Given records: Begin

//! # Guest events
//!
//! Every namespace owns one capability handle, `{ on, once, off, cast }`,
//! bound as the first parameter of every guest body executed in it.
//!
//! ## Delivery
//!
//! Casting never calls a listener directly. It queues a [`Delivery`], and the
//! queue is drained between inbound messages. A delivery reaches listeners in
//! the origin namespace and in each namespace it links to (one hop). Events
//! cast by guest code are also forwarded to the Controller unless the origin
//! namespace is muted; events emitted by the Controller are not sent back.
//!
//! `on` and `once` return a listener id that `off` accepts, so once-listeners
//! can be removed before they fire.

use std::rc::Rc;
use std::rc::Weak;

use rquickjs::Ctx;
use rquickjs::Exception;
use rquickjs::Function;
use rquickjs::Object;
use rquickjs::Persistent;
use rquickjs::Value;
use serde_json::Value as Json;
use tracing::debug;
use tracing::warn;
use vmwire::Message;

use crate::error::Error;
use crate::error::Result;
use crate::isolate::Core;
use crate::isolate::Isolate;

pub(crate) struct Listener {
    pub(crate) id: u64,
    pub(crate) event: String,
    pub(crate) callback: Persistent<Function<'static>>,
    pub(crate) once: bool,
}

/// A queued event.
pub(crate) struct Delivery {
    pub(crate) origin: String,
    pub(crate) event: String,
    /// JSON array of the event arguments.
    pub(crate) args: String,
    /// Cast by guest code rather than emitted by the Controller.
    pub(crate) from_guest: bool,
}

impl Core {
    fn listen(&self, namespace: &str, event: String, callback: Persistent<Function<'static>>, once: bool) -> Option<u64> {
        let mut state = self.state.borrow_mut();
        if !state.tree.exists(namespace) {
            return None;
        }
        let id = state.next_listener;
        state.next_listener += 1;
        state
            .listeners
            .entry(namespace.to_string())
            .or_default()
            .push(Listener { id, event, callback, once });
        Some(id)
    }

    fn unlisten(&self, namespace: &str, id: u64) -> bool {
        let mut state = self.state.borrow_mut();
        let Some(listeners) = state.listeners.get_mut(namespace) else {
            return false;
        };
        let before = listeners.len();
        listeners.retain(|listener| listener.id != id);
        listeners.len() != before
    }

    fn enqueue(&self, delivery: Delivery) {
        self.state.borrow_mut().queue.push_back(delivery);
    }

    /// Callbacks listening for `event` in `namespace`; once-listeners are
    /// removed as they are taken.
    fn take_callbacks(&self, namespace: &str, event: &str) -> Vec<Persistent<Function<'static>>> {
        let mut state = self.state.borrow_mut();
        let Some(listeners) = state.listeners.get_mut(namespace) else {
            return Vec::new();
        };
        let callbacks = listeners
            .iter()
            .filter(|listener| listener.event == event)
            .map(|listener| listener.callback.clone())
            .collect();
        listeners.retain(|listener| !(listener.once && listener.event == event));
        callbacks
    }
}

impl Isolate {
    /// Builds the capability handle for `namespace`.
    pub(crate) fn events_handle<'js>(&self, ctx: &Ctx<'js>, namespace: &str) -> Result<Persistent<Object<'static>>> {
        let make = self.helper(ctx, "events")?;
        let js = |e| Error::from_js(ctx, e);

        let weak: Weak<Core> = Rc::downgrade(&self.core);
        let owner = namespace.to_string();
        let on = Function::new(
            ctx.clone(),
            move |event: String, listener: Function<'js>, once: bool| -> rquickjs::Result<f64> {
                let ctx = listener.ctx().clone();
                let Some(core) = weak.upgrade() else {
                    return Err(Exception::throw_message(&ctx, "isolate is shutting down"));
                };
                let callback = Persistent::save(&ctx, listener);
                match core.listen(&owner, event, callback, once) {
                    Some(id) => Ok(id as f64),
                    None => Err(Exception::throw_message(&ctx, &format!("namespace '{}' was deleted", owner))),
                }
            },
        )
        .map_err(js)?;

        let weak: Weak<Core> = Rc::downgrade(&self.core);
        let owner = namespace.to_string();
        let off = Function::new(ctx.clone(), move |id: f64| -> bool {
            match weak.upgrade() {
                Some(core) if id >= 0.0 => core.unlisten(&owner, id as u64),
                _ => false,
            }
        })
        .map_err(js)?;

        let weak: Weak<Core> = Rc::downgrade(&self.core);
        let owner = namespace.to_string();
        let cast = Function::new(ctx.clone(), move |event: String, args: String| {
            if let Some(core) = weak.upgrade() {
                core.enqueue(Delivery {
                    origin: owner.clone(),
                    event,
                    args,
                    from_guest: true,
                });
            }
        })
        .map_err(js)?;

        let handle: Object = make.call((on, off, cast)).map_err(js)?;
        Ok(Persistent::save(ctx, handle))
    }

    /// Queues an event emitted by the Controller into `namespace`.
    pub(crate) fn emit(&self, namespace: String, event: String, args: Vec<Json>) {
        if !self.core.state.borrow().tree.exists(&namespace) {
            warn!(vm = %self.core.vm, namespace = %namespace, event = %event, "emit into unknown namespace");
            return;
        }
        self.core.enqueue(Delivery {
            origin: namespace,
            event,
            args: Json::from(args).to_string(),
            from_guest: false,
        });
    }

    /// Hands one queued event to its listeners.
    pub(crate) fn deliver(&self, delivery: Delivery) {
        let (targets, forward) = {
            let state = self.core.state.borrow();
            if !state.tree.exists(&delivery.origin) {
                return;
            }
            let mut targets = vec![delivery.origin.clone()];
            targets.extend(state.tree.linked_to(&delivery.origin).unwrap_or_default());
            let muted = state.tree.is_muted(&delivery.origin).unwrap_or(true);
            (targets, delivery.from_guest && !muted)
        };

        if forward {
            let args = match serde_json::from_str::<Vec<Json>>(&delivery.args) {
                Ok(args) => args,
                Err(e) => {
                    warn!(vm = %self.core.vm, error = %e, "undecodable event arguments");
                    Vec::new()
                }
            };
            self.core.send(Message::Emit {
                namespace: delivery.origin.clone(),
                event: delivery.event.clone(),
                args,
            });
        }

        for target in targets {
            let callbacks = self.core.take_callbacks(&target, &delivery.event);
            if callbacks.is_empty() {
                continue;
            }
            debug!(vm = %self.core.vm, namespace = %target, event = %delivery.event, listeners = callbacks.len(), "delivering");
            self.context.with(|ctx| {
                let deliver = match self.helper(&ctx, "deliver") {
                    Ok(deliver) => deliver,
                    Err(e) => {
                        warn!(vm = %self.core.vm, error = %e, "cannot deliver events");
                        return;
                    }
                };
                for callback in callbacks {
                    let called = callback
                        .restore(&ctx)
                        .and_then(|callback| deliver.call::<_, Value>((callback, delivery.args.as_str())));
                    if let Err(e) = called {
                        warn!(vm = %self.core.vm, namespace = %target, event = %delivery.event, error = %Error::from_js(&ctx, e), "listener failed");
                    }
                }
            });
        }
    }
}
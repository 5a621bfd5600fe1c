//! # Dependency graph ordering
//!
//! Orders a batch of dependencies so that every dependency comes after the
//! dependencies it imports. Imports may also point at symbols that are
//! already installed. Among dependencies that become ready together the order
//! is unspecified.

use std::collections::BTreeSet;

use crate::dependency::Dependency;

#[derive(Debug, Clone, PartialEq, Eq)]
pub enum Error {
    /// Dependencies whose imports can never be satisfied, with the missing
    /// targets of each.
    Unresolved(Vec<(String, Vec<String>)>),
}

impl std::fmt::Display for Error {
    fn fmt(&self, f: &mut std::fmt::Formatter<'_>) -> std::fmt::Result {
        match self {
            Self::Unresolved(entries) => {
                write!(f, "unresolved dependencies:")?;
                for (i, (name, missing)) in entries.iter().enumerate() {
                    let sep = if i == 0 { " " } else { ", " };
                    write!(f, "{}{} (missing {})", sep, name, missing.join(", "))?;
                }
                Ok(())
            }
        }
    }
}

impl std::error::Error for Error {}

pub type Result<T> = std::result::Result<T, Error>;

/// Orders `pending` against the set of already `installed` names.
///
/// Repeatedly selects every pending dependency whose imports are all either
/// installed or already selected, until no more progress is possible.
pub fn order(installed: &BTreeSet<String>, pending: Vec<Dependency>) -> Result<Vec<Dependency>> {
    let mut available: BTreeSet<String> = installed.clone();
    let mut remaining = pending;
    let mut ordered = Vec::with_capacity(remaining.len());

    loop {
        let (ready, blocked): (Vec<_>, Vec<_>) = remaining
            .into_iter()
            .partition(|dep| dep.targets().all(|t| available.contains(t)));

        remaining = blocked;
        if ready.is_empty() {
            break;
        }
        for dep in ready {
            available.insert(dep.name.clone());
            ordered.push(dep);
        }
    }

    if remaining.is_empty() {
        return Ok(ordered);
    }

    let unresolved = remaining
        .iter()
        .map(|dep| {
            let missing: BTreeSet<String> = dep
                .targets()
                .filter(|t| !available.contains(*t))
                .map(str::to_string)
                .collect();
            (dep.name.clone(), missing.into_iter().collect())
        })
        .collect();
    Err(Error::Unresolved(unresolved))
}
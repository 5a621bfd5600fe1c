//! # vmwire
//!
//! The shared protocol between a Controller and its Isolate: validated names,
//! dependencies, the message union, tunnels, dependency ordering, event
//! filters, and the byte transport.

pub mod dependency;
pub mod glob;
pub mod graph;
pub mod ident;
pub mod message;
pub mod transport;
pub mod tunnel;

pub use dependency::Dependency;
pub use message::Message;
pub use transport::Transport;
pub use tunnel::TunnelTable;

/// Namespace created by every Isolate at boot.
pub const DEFAULT_NAMESPACE: &str = "root";

/// Tunnel reserved for the boot handshake.
pub const BOOT_TUNNEL: u64 = 0;
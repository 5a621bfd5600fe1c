//! The future returned by every asynchronous VM operation.

use std::future::Future;
use std::pin::Pin;
use std::task::Context;
use std::task::Poll;

use futures::FutureExt;
use futures::future::BoxFuture;
use serde::de::DeserializeOwned;
use serde_json::Value;
use tokio::sync::oneshot;

use crate::error::Result;
use crate::error::VmError;

/// Settles exactly once: on the matching reply, on the boot deadline, or when
/// the VM stops.
#[must_use = "a pending operation does nothing observable unless awaited"]
pub struct Pending<T> {
    inner: BoxFuture<'static, Result<T>>,
}

impl<T: Send + 'static> Pending<T> {
    pub(crate) fn new(future: impl Future<Output = Result<T>> + Send + 'static) -> Self {
        Self { inner: future.boxed() }
    }

    pub(crate) fn ready(result: Result<T>) -> Self {
        Self::new(futures::future::ready(result))
    }

    /// Waits on a tunnel and decodes its payload with `decode`.
    pub(crate) fn reply(
        rx: oneshot::Receiver<Result<Value>>,
        decode: impl FnOnce(Value) -> Result<T> + Send + 'static,
    ) -> Self {
        Self::new(async move {
            match rx.await {
                Ok(Ok(payload)) => decode(payload),
                Ok(Err(e)) => Err(e),
                // The tunnel was dropped with the VM.
                Err(_) => Err(VmError::Stopped),
            }
        })
    }
}

impl<T: DeserializeOwned + Send + 'static> Pending<T> {
    /// Waits on a tunnel and deserializes its payload as `T`.
    pub(crate) fn decoded(rx: oneshot::Receiver<Result<Value>>) -> Self {
        Self::reply(rx, |payload| {
            serde_json::from_value(payload).map_err(|e| VmError::Decode(e.to_string()))
        })
    }
}

impl<T> Future for Pending<T> {
    type Output = Result<T>;

    fn poll(mut self: Pin<&mut Self>, cx: &mut Context<'_>) -> Poll<Self::Output> {
        self.inner.poll_unpin(cx)
    }
}
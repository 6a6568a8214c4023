//! Reviewer registry server entry point.

use anyhow::{anyhow, Context};
use clap::Parser;
use log::info;
use reviewers_api::{create_router, AppState, ServerConfig};
use tokio::net::TcpListener;

#[tokio::main]
async fn main() -> anyhow::Result<()> {
    let config = ServerConfig::parse();
    config.validate()?;

    reviewers_core::init_logging(config.effective_log_level(), config.log_dir.as_deref())
        .map_err(|err| anyhow!(err))?;

    let state = AppState::open(&config.database_target())
        .with_context(|| format!("failed to open database {:?}", config.database_target()))?;
    let existing = state
        .reviewer_count()
        .await
        .context("failed to count reviewers on startup")?;
    let log_target = reviewers_core::logging_status()
        .and_then(|(_, dir)| dir)
        .map_or_else(|| "stderr".to_string(), |dir| dir.display().to_string());

    let listener = TcpListener::bind(config.bind)
        .await
        .with_context(|| format!("failed to bind {}", config.bind))?;
    info!(
        "event=server_start module=api status=ok bind={} reviewers={} log_target={} version={}",
        config.bind,
        existing,
        log_target,
        reviewers_core::core_version()
    );

    axum::serve(listener, create_router(state))
        .with_graceful_shutdown(shutdown_signal())
        .await
        .context("server terminated unexpectedly")?;

    info!("event=server_stop module=api status=ok");
    Ok(())
}

async fn shutdown_signal() {
    if let Err(err) = tokio::signal::ctrl_c().await {
        log::error!("event=server_signal module=api status=error error={err}");
    }
}
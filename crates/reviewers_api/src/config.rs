//! Command-line and environment configuration for the server binary.

use clap::Parser;
use std::net::SocketAddr;
use std::path::{Path, PathBuf};
use thiserror::Error;

/// Server configuration resolved from flags, then environment, then defaults.
#[derive(Debug, Clone, Parser)]
#[command(name = "reviewers", version, about = "Reviewer registry HTTP service")]
pub struct ServerConfig {
    /// Socket address to listen on.
    #[arg(long, env = "REVIEWERS_BIND", default_value = "127.0.0.1:8080")]
    pub bind: SocketAddr,

    /// SQLite database file. Created on first start.
    #[arg(long, env = "REVIEWERS_DATABASE", default_value = "reviewers.sqlite3")]
    pub database: PathBuf,

    /// Keep all data in memory; takes precedence over `--database`.
    #[arg(long)]
    pub in_memory: bool,

    /// trace|debug|info|warn|error. Defaults by build mode.
    #[arg(long, env = "REVIEWERS_LOG_LEVEL")]
    pub log_level: Option<String>,

    /// Absolute directory for rolling log files. Logs go to stderr when unset.
    #[arg(long, env = "REVIEWERS_LOG_DIR")]
    pub log_dir: Option<String>,
}

/// Where reviewer rows are stored.
#[derive(Debug, Clone, PartialEq, Eq)]
pub enum DatabaseTarget {
    File(PathBuf),
    Memory,
}

#[derive(Debug, Error, PartialEq, Eq)]
pub enum ConfigError {
    #[error("database path cannot be empty")]
    EmptyDatabasePath,
    #[error("log directory must be an absolute path, got `{0}`")]
    RelativeLogDir(String),
}

impl ServerConfig {
    /// Checks cross-field constraints clap cannot express.
    pub fn validate(&self) -> Result<(), ConfigError> {
        if !self.in_memory && self.database.as_os_str().is_empty() {
            return Err(ConfigError::EmptyDatabasePath);
        }
        if let Some(dir) = &self.log_dir {
            if !Path::new(dir.trim()).is_absolute() {
                return Err(ConfigError::RelativeLogDir(dir.clone()));
            }
        }
        Ok(())
    }

    pub fn database_target(&self) -> DatabaseTarget {
        if self.in_memory {
            DatabaseTarget::Memory
        } else {
            DatabaseTarget::File(self.database.clone())
        }
    }

    /// Effective log level, falling back to the build-mode default.
    pub fn effective_log_level(&self) -> &str {
        self.log_level
            .as_deref()
            .unwrap_or_else(|| reviewers_core::default_log_level())
    }
}
use reviewers_core::db::open_db_in_memory;
use reviewers_core::{
    count_reviewers, Reviewer, ReviewerPatch, ReviewerService, ReviewerValidationError,
    ServiceError, SqliteReviewerRepository,
};
use rusqlite::Connection;

fn service(conn: &Connection) -> ReviewerService<SqliteReviewerRepository<'_>> {
    ReviewerService::new(SqliteReviewerRepository::new(conn))
}

#[test]
fn create_ignores_client_supplied_id() {
    let conn = open_db_in_memory().unwrap();
    let service = service(&conn);

    let input = Reviewer {
        id: Some(999),
        ..Reviewer::new("Ada", "ada@example.org")
    };
    let created = service.create_reviewer(&input).unwrap();

    assert_ne!(created.id, Some(999));
    assert!(service.get_reviewer(999).unwrap().is_none());
}

#[test]
fn create_with_duplicate_email_is_conflict() {
    let conn = open_db_in_memory().unwrap();
    let service = service(&conn);

    service
        .create_reviewer(&Reviewer::new("Ada", "ada@example.org"))
        .unwrap();
    let err = service
        .create_reviewer(&Reviewer::new("Other", "ada@example.org"))
        .unwrap_err();

    assert!(matches!(err, ServiceError::Conflict(_)));
    assert_eq!(err.to_string(), "Email already exists");
    assert_eq!(count_reviewers(&conn).unwrap(), 1);
}

#[test]
fn replace_forces_path_id_and_clears_omitted_fields() {
    let conn = open_db_in_memory().unwrap();
    let service = service(&conn);

    let created = service
        .create_reviewer(
            &Reviewer::new("Ada", "ada@example.org")
                .with_affiliation("Analytical Society")
                .with_expertise("computing"),
        )
        .unwrap();
    let id = created.id.unwrap();

    let body = Reviewer {
        id: Some(id + 100),
        ..Reviewer::new("Ada K.", "ada.k@example.org")
    };
    let replaced = service.replace_reviewer(id, &body).unwrap();

    assert_eq!(replaced.id, Some(id));
    assert_eq!(replaced.name, "Ada K.");
    assert_eq!(replaced.affiliation, None);
    assert_eq!(replaced.expertise, None);
    assert!(service.get_reviewer(id + 100).unwrap().is_none());
}

#[test]
fn replace_missing_reviewer_is_not_found() {
    let conn = open_db_in_memory().unwrap();
    let service = service(&conn);

    let err = service
        .replace_reviewer(3, &Reviewer::new("Ada", "ada@example.org"))
        .unwrap_err();
    assert!(matches!(err, ServiceError::NotFound(3)));
    assert_eq!(err.to_string(), "Reviewer with id 3 not found");
    assert_eq!(count_reviewers(&conn).unwrap(), 0);
}

#[test]
fn replace_onto_taken_email_is_conflict() {
    let conn = open_db_in_memory().unwrap();
    let service = service(&conn);

    service
        .create_reviewer(&Reviewer::new("Ada", "ada@example.org"))
        .unwrap();
    let grace = service
        .create_reviewer(&Reviewer::new("Grace", "grace@example.org"))
        .unwrap();

    let err = service
        .replace_reviewer(
            grace.id.unwrap(),
            &Reviewer::new("Grace", "ada@example.org"),
        )
        .unwrap_err();
    assert!(matches!(err, ServiceError::Conflict(_)));
}

#[test]
fn patch_merges_only_supplied_keys() {
    let conn = open_db_in_memory().unwrap();
    let service = service(&conn);

    let created = service
        .create_reviewer(
            &Reviewer::new("Ada", "ada@example.org")
                .with_affiliation("Analytical Society")
                .with_expertise("computing"),
        )
        .unwrap();
    let id = created.id.unwrap();

    let patch = ReviewerPatch {
        expertise: Some(Some("mathematics".to_string())),
        ..ReviewerPatch::default()
    };
    let patched = service.patch_reviewer(id, &patch).unwrap();

    assert_eq!(patched.name, "Ada");
    assert_eq!(patched.email, "ada@example.org");
    assert_eq!(patched.affiliation.as_deref(), Some("Analytical Society"));
    assert_eq!(patched.expertise.as_deref(), Some("mathematics"));
}

#[test]
fn patch_with_null_name_fails_validation_and_keeps_row() {
    let conn = open_db_in_memory().unwrap();
    let service = service(&conn);

    let created = service
        .create_reviewer(&Reviewer::new("Ada", "ada@example.org"))
        .unwrap();
    let id = created.id.unwrap();

    let patch = ReviewerPatch {
        name: Some(None),
        ..ReviewerPatch::default()
    };
    let err = service.patch_reviewer(id, &patch).unwrap_err();
    assert!(matches!(
        err,
        ServiceError::Validation(ReviewerValidationError::NameRequired)
    ));
    assert_eq!(service.get_reviewer(id).unwrap().unwrap().name, "Ada");
}

#[test]
fn patch_missing_reviewer_is_not_found() {
    let conn = open_db_in_memory().unwrap();
    let service = service(&conn);

    let err = service
        .patch_reviewer(8, &ReviewerPatch::default())
        .unwrap_err();
    assert!(matches!(err, ServiceError::NotFound(8)));
}

#[test]
fn delete_then_get_is_absent_and_second_delete_is_not_found() {
    let conn = open_db_in_memory().unwrap();
    let service = service(&conn);

    let created = service
        .create_reviewer(&Reviewer::new("Ada", "ada@example.org"))
        .unwrap();
    let id = created.id.unwrap();

    service.delete_reviewer(id).unwrap();
    assert!(service.get_reviewer(id).unwrap().is_none());

    let err = service.delete_reviewer(id).unwrap_err();
    assert!(matches!(err, ServiceError::NotFound(_)));
}

#[test]
fn list_returns_reviewers_in_id_order() {
    let conn = open_db_in_memory().unwrap();
    let service = service(&conn);

    for (name, email) in [("C", "c@example.org"), ("A", "a@example.org"), ("B", "b@example.org")] {
        service
            .create_reviewer(&Reviewer::new(name, email))
            .unwrap();
    }

    let names: Vec<_> = service
        .list_reviewers()
        .unwrap()
        .into_iter()
        .map(|reviewer| reviewer.name)
        .collect();
    assert_eq!(names, vec!["C", "A", "B"]);
}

Given records: End

*Directions:* Starting at the first line of the data above, please restate word for word every line up to and including the one that holds "use rquickjs::Object;", and add nothing else.

*Answer to this exercise:*
//! # Guest events
//!
//! Every namespace owns one capability handle, `{ on, once, off, cast }`,
//! bound as the first parameter of every guest body executed in it.
//!
//! ## Delivery
//!
//! Casting never calls a listener directly. It queues a [`Delivery`], and the
//! queue is drained between inbound messages. A delivery reaches listeners in
//! the origin namespace and in each namespace it links to (one hop). Events
//! cast by guest code are also forwarded to the Controller unless the origin
//! namespace is muted; events emitted by the Controller are not sent back.
//!
//! `on` and `once` return a listener id that `off` accepts, so once-listeners
//! can be removed before they fire.

use std::rc::Rc;
use std::rc::Weak;

use rquickjs::Ctx;
use rquickjs::Exception;
use rquickjs::Function;
use rquickjs::Object;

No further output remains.